(Provided entries Opens)

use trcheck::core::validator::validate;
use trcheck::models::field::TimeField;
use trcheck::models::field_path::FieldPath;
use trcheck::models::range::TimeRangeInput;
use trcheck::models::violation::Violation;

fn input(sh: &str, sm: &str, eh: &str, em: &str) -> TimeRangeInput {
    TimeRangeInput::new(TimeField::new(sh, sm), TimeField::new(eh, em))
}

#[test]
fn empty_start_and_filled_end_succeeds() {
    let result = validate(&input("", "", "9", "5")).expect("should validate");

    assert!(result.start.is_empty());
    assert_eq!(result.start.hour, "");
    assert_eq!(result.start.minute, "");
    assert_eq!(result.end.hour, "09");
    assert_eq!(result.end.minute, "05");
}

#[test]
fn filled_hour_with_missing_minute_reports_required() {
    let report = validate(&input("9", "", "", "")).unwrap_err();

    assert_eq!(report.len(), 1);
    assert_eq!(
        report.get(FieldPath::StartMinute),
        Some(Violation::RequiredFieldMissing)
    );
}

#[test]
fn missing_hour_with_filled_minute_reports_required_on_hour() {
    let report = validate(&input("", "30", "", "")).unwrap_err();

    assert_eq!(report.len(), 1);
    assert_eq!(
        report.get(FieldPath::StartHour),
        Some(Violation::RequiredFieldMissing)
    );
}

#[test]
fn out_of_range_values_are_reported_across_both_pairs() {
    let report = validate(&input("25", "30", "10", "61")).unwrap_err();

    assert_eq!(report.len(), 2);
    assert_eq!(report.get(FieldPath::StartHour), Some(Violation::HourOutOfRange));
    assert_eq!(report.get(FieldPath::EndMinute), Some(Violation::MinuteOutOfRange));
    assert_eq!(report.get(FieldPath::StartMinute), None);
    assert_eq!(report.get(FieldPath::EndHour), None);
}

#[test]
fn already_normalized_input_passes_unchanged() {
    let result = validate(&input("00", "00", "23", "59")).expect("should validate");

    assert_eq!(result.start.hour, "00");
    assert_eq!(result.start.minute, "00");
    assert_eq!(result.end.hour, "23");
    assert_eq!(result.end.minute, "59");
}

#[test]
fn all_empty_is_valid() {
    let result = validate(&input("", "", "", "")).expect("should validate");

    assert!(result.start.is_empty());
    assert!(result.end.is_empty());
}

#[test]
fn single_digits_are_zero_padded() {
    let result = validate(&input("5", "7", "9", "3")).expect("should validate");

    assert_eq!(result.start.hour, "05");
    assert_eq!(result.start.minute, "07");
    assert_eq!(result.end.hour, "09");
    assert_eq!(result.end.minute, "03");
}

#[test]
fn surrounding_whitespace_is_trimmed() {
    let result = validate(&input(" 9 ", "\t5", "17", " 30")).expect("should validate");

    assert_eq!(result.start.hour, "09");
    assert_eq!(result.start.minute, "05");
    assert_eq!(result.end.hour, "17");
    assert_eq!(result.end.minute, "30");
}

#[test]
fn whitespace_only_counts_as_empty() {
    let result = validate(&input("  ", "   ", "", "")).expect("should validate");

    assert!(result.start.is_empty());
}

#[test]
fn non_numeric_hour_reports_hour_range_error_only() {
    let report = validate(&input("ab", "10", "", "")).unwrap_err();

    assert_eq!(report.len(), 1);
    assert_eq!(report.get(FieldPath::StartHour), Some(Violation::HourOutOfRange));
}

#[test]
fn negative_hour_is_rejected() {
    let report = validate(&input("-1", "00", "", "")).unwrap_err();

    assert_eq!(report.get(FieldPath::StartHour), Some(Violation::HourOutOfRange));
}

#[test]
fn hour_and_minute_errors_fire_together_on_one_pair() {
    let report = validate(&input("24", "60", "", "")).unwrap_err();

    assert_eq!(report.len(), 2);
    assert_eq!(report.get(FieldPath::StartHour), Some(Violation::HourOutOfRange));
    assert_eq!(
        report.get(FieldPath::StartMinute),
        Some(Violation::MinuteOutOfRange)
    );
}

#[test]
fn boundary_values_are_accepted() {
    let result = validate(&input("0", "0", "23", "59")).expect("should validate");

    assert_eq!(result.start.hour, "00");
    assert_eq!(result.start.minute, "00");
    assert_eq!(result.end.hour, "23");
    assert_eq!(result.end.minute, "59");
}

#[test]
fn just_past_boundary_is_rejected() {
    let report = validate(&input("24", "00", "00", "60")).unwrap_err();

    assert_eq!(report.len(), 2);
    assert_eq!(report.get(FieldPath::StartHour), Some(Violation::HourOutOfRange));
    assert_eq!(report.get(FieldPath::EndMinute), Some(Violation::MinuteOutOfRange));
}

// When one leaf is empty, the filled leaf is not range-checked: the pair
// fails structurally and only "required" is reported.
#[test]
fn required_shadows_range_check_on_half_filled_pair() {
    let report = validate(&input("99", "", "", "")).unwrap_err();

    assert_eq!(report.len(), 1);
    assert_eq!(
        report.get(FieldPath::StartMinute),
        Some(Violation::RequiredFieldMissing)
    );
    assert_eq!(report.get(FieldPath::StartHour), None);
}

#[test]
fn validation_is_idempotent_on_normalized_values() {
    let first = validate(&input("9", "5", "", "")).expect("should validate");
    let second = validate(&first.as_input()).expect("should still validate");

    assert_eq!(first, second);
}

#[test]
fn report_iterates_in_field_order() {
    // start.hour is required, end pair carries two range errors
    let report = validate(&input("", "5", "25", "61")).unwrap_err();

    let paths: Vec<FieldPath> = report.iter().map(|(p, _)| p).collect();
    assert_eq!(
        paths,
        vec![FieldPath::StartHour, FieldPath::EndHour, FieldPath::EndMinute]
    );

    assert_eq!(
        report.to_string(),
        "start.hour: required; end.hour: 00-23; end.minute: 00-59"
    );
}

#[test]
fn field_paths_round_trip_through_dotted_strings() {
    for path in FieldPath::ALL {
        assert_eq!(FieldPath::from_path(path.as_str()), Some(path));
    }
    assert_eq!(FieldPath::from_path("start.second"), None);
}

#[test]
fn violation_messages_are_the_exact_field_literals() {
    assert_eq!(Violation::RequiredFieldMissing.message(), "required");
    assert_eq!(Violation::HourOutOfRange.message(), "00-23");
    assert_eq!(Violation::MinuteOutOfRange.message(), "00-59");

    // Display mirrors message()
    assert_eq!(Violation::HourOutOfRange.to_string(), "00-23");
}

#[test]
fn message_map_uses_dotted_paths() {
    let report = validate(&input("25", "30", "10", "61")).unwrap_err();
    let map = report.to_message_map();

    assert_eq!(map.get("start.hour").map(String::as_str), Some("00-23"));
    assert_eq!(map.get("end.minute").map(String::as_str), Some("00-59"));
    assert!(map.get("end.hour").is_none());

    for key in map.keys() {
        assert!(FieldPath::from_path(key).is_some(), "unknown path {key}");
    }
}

(Provided entries Closes)

* **Work task**: Which of the lines above hold the word "models"? Copy each one.

* **Written response**:
use trcheck::models::field::TimeField;
use trcheck::models::field_path::FieldPath;
use trcheck::models::range::TimeRangeInput;
use trcheck::models::violation::Violation;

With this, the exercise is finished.